Every record that follows should appear again in your answer, exactly the same.

(Data begins)

//! Portal configuration
//!
//! The portal's platform list and placeholder policy, loaded once from
//! `vcv.toml` and passed explicitly to whatever needs it.

use std::collections::HashSet;
use std::fs;
use std::path::{Path, PathBuf};

use serde::{Deserialize, Serialize};
use thiserror::Error;

use crate::core::models::Platform;
use crate::core::services::{Navigator, PlaceholderPolicy};
use crate::paths;

/// Errors that can occur while loading configuration
#[derive(Debug, Error)]
pub enum ConfigError {
    /// An explicitly requested config file does not exist
    #[error("config file not found: {0}")]
    NotFound(PathBuf),

    /// IO error reading or writing the file
    #[error("io error: {0}")]
    Io(#[from] std::io::Error),

    /// File is not valid TOML for this schema
    #[error("invalid config: {0}")]
    Parse(#[from] toml::de::Error),

    /// Config could not be serialized
    #[error("cannot serialize config: {0}")]
    Serialize(#[from] toml::ser::Error),

    /// A placeholder pattern is not a valid regex
    #[error("invalid placeholder pattern: {0}")]
    InvalidPattern(#[from] regex::Error),

    /// Two platforms share an id
    #[error("duplicate platform id: {0}")]
    DuplicatePlatform(u32),
}

/// Whole-file configuration
#[derive(Debug, Clone, PartialEq, Eq, Serialize, Deserialize)]
pub struct PortalConfig {
    /// Portal-wide settings
    #[serde(default)]
    pub portal: PortalSettings,
    /// Linked platforms, in display order
    #[serde(default = "default_platforms")]
    pub platforms: Vec<Platform>,
}

/// Portal-wide settings
#[derive(Debug, Clone, PartialEq, Eq, Serialize, Deserialize)]
pub struct PortalSettings {
    /// Portal heading
    #[serde(default = "default_title")]
    pub title: String,
    /// Portal sub-heading
    #[serde(default = "default_subtitle")]
    pub subtitle: String,
    /// Regexes marking template URLs that must not be navigated to
    #[serde(default = "default_placeholder_patterns")]
    pub placeholder_patterns: Vec<String>,
}

fn default_title() -> String {
    "Virtual Commerce Ventures".to_string()
}

fn default_subtitle() -> String {
    "Choose your destination".to_string()
}

fn default_placeholder_patterns() -> Vec<String> {
    vec![r"example\.com".to_string()]
}

const ORDINALS: [&str; 9] =
    ["first", "second", "third", "fourth", "fifth", "sixth", "seventh", "eighth", "ninth"];

fn default_platforms() -> Vec<Platform> {
    (1..)
        .zip(ORDINALS)
        .map(|(id, ordinal)| Platform {
            id,
            title: format!("Platform {id}"),
            description: format!("Access the {ordinal} service"),
            url: Some(format!("https://subdomain{id}.example.com")),
        })
        .collect()
}

impl Default for PortalSettings {
    fn default() -> Self {
        Self {
            title: default_title(),
            subtitle: default_subtitle(),
            placeholder_patterns: default_placeholder_patterns(),
        }
    }
}

impl Default for PortalConfig {
    fn default() -> Self {
        Self {
            portal: PortalSettings::default(),
            platforms: default_platforms(),
        }
    }
}

impl PortalConfig {
    /// Parse and validate a config from TOML text
    pub fn parse(content: &str) -> Result<Self, ConfigError> {
        let config: Self = toml::from_str(content)?;
        config.validate()?;
        Ok(config)
    }

    /// Load and validate a config file
    pub fn from_file(path: &Path) -> Result<Self, ConfigError> {
        if !path.exists() {
            return Err(ConfigError::NotFound(path.to_path_buf()));
        }
        let content = fs::read_to_string(path)?;
        Self::parse(&content)
    }

    /// Load configuration following the standard lookup order
    ///
    /// An explicit path must exist. Otherwise the first existing candidate
    /// from [`paths::config_candidates`] wins, and defaults apply when none
    /// exists. Returns the file actually used, if any.
    pub fn load(explicit: Option<&Path>) -> Result<(Self, Option<PathBuf>), ConfigError> {
        if let Some(path) = explicit {
            log::debug!("loading config from {}", path.display());
            return Ok((Self::from_file(path)?, Some(path.to_path_buf())));
        }

        for candidate in paths::config_candidates() {
            if candidate.is_file() {
                log::debug!("loading config from {}", candidate.display());
                return Ok((Self::from_file(&candidate)?, Some(candidate)));
            }
        }

        log::debug!("no config file found, using defaults");
        Ok((Self::default(), None))
    }

    /// Save config to disk
    pub fn save(&self, path: &Path) -> Result<(), ConfigError> {
        if let Some(dir) = path.parent().filter(|d| !d.as_os_str().is_empty()) {
            fs::create_dir_all(dir)?;
        }
        fs::write(path, self.to_toml()?)?;
        Ok(())
    }

    /// Render as TOML
    pub fn to_toml(&self) -> Result<String, ConfigError> {
        Ok(toml::to_string_pretty(self)?)
    }

    /// Check invariants not expressible in the schema
    pub fn validate(&self) -> Result<(), ConfigError> {
        let mut seen = HashSet::new();
        for platform in &self.platforms {
            if !seen.insert(platform.id) {
                return Err(ConfigError::DuplicatePlatform(platform.id));
            }
        }
        PlaceholderPolicy::new(&self.portal.placeholder_patterns)?;
        Ok(())
    }

    /// Build a navigator over this configuration
    pub fn navigator(&self) -> Result<Navigator, ConfigError> {
        let policy = PlaceholderPolicy::new(&self.portal.placeholder_patterns)?;
        Ok(Navigator::new(self.platforms.clone(), policy))
    }
}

(Data ends)

▶ **Output below**
//! Portal configuration
//!
//! The portal's platform list and placeholder policy, loaded once from
//! `vcv.toml` and passed explicitly to whatever needs it.

use std::collections::HashSet;
use std::fs;
use std::path::{Path, PathBuf};

use serde::{Deserialize, Serialize};
use thiserror::Error;

use crate::core::models::Platform;
use crate::core::services::{Navigator, PlaceholderPolicy};
use crate::paths;

/// Errors that can occur while loading configuration
#[derive(Debug, Error)]
pub enum ConfigError {
    /// An explicitly requested config file does not exist
    #[error("config file not found: {0}")]
    NotFound(PathBuf),

    /// IO error reading or writing the file
    #[error("io error: {0}")]
    Io(#[from] std::io::Error),

    /// File is not valid TOML for this schema
    #[error("invalid config: {0}")]
    Parse(#[from] toml::de::Error),

    /// Config could not be serialized
    #[error("cannot serialize config: {0}")]
    Serialize(#[from] toml::ser::Error),

    /// A placeholder pattern is not a valid regex
    #[error("invalid placeholder pattern: {0}")]
    InvalidPattern(#[from] regex::Error),

    /// Two platforms share an id
    #[error("duplicate platform id: {0}")]
    DuplicatePlatform(u32),
}

/// Whole-file configuration
#[derive(Debug, Clone, PartialEq, Eq, Serialize, Deserialize)]
pub struct PortalConfig {
    /// Portal-wide settings
    #[serde(default)]
    pub portal: PortalSettings,
    /// Linked platforms, in display order
    #[serde(default = "default_platforms")]
    pub platforms: Vec<Platform>,
}

/// Portal-wide settings
#[derive(Debug, Clone, PartialEq, Eq, Serialize, Deserialize)]
pub struct PortalSettings {
    /// Portal heading
    #[serde(default = "default_title")]
    pub title: String,
    /// Portal sub-heading
    #[serde(default = "default_subtitle")]
    pub subtitle: String,
    /// Regexes marking template URLs that must not be navigated to
    #[serde(default = "default_placeholder_patterns")]
    pub placeholder_patterns: Vec<String>,
}

fn default_title() -> String {
    "Virtual Commerce Ventures".to_string()
}

fn default_subtitle() -> String {
    "Choose your destination".to_string()
}

fn default_placeholder_patterns() -> Vec<String> {
    vec![r"example\.com".to_string()]
}

const ORDINALS: [&str; 9] =
    ["first", "second", "third", "fourth", "fifth", "sixth", "seventh", "eighth", "ninth"];

fn default_platforms() -> Vec<Platform> {
    (1..)
        .zip(ORDINALS)
        .map(|(id, ordinal)| Platform {
            id,
            title: format!("Platform {id}"),
            description: format!("Access the {ordinal} service"),
            url: Some(format!("https://subdomain{id}.example.com")),
        })
        .collect()
}

impl Default for PortalSettings {
    fn default() -> Self {
        Self {
            title: default_title(),
            subtitle: default_subtitle(),
            placeholder_patterns: default_placeholder_patterns(),
        }
    }
}

impl Default for PortalConfig {
    fn default() -> Self {
        Self {
            portal: PortalSettings::default(),
            platforms: default_platforms(),
        }
    }
}

impl PortalConfig {
    /// Parse and validate a config from TOML text
    pub fn parse(content: &str) -> Result<Self, ConfigError> {
        let config: Self = toml::from_str(content)?;
        config.validate()?;
        Ok(config)
    }

    /// Load and validate a config file
    pub fn from_file(path: &Path) -> Result<Self, ConfigError> {
        if !path.exists() {
            return Err(ConfigError::NotFound(path.to_path_buf()));
        }
        let content = fs::read_to_string(path)?;
        Self::parse(&content)
    }

    /// Load configuration following the standard lookup order
    ///
    /// An explicit path must exist. Otherwise the first existing candidate
    /// from [`paths::config_candidates`] wins, and defaults apply when none
    /// exists. Returns the file actually used, if any.
    pub fn load(explicit: Option<&Path>) -> Result<(Self, Option<PathBuf>), ConfigError> {
        if let Some(path) = explicit {
            log::debug!("loading config from {}", path.display());
            return Ok((Self::from_file(path)?, Some(path.to_path_buf())));
        }

        for candidate in paths::config_candidates() {
            if candidate.is_file() {
                log::debug!("loading config from {}", candidate.display());
                return Ok((Self::from_file(&candidate)?, Some(candidate)));
            }
        }

        log::debug!("no config file found, using defaults");
        Ok((Self::default(), None))
    }

    /// Save config to disk
    pub fn save(&self, path: &Path) -> Result<(), ConfigError> {
        if let Some(dir) = path.parent().filter(|d| !d.as_os_str().is_empty()) {
            fs::create_dir_all(dir)?;
        }
        fs::write(path, self.to_toml()?)?;
        Ok(())
    }

    /// Render as TOML
    pub fn to_toml(&self) -> Result<String, ConfigError> {
        Ok(toml::to_string_pretty(self)?)
    }

    /// Check invariants not expressible in the schema
    pub fn validate(&self) -> Result<(), ConfigError> {
        let mut seen = HashSet::new();
        for platform in &self.platforms {
            if !seen.insert(platform.id) {
                return Err(ConfigError::DuplicatePlatform(platform.id));
            }
        }
        PlaceholderPolicy::new(&self.portal.placeholder_patterns)?;
        Ok(())
    }

    /// Build a navigator over this configuration
    pub fn navigator(&self) -> Result<Navigator, ConfigError> {
        let policy = PlaceholderPolicy::new(&self.portal.placeholder_patterns)?;
        Ok(Navigator::new(self.platforms.clone(), policy))
    }
}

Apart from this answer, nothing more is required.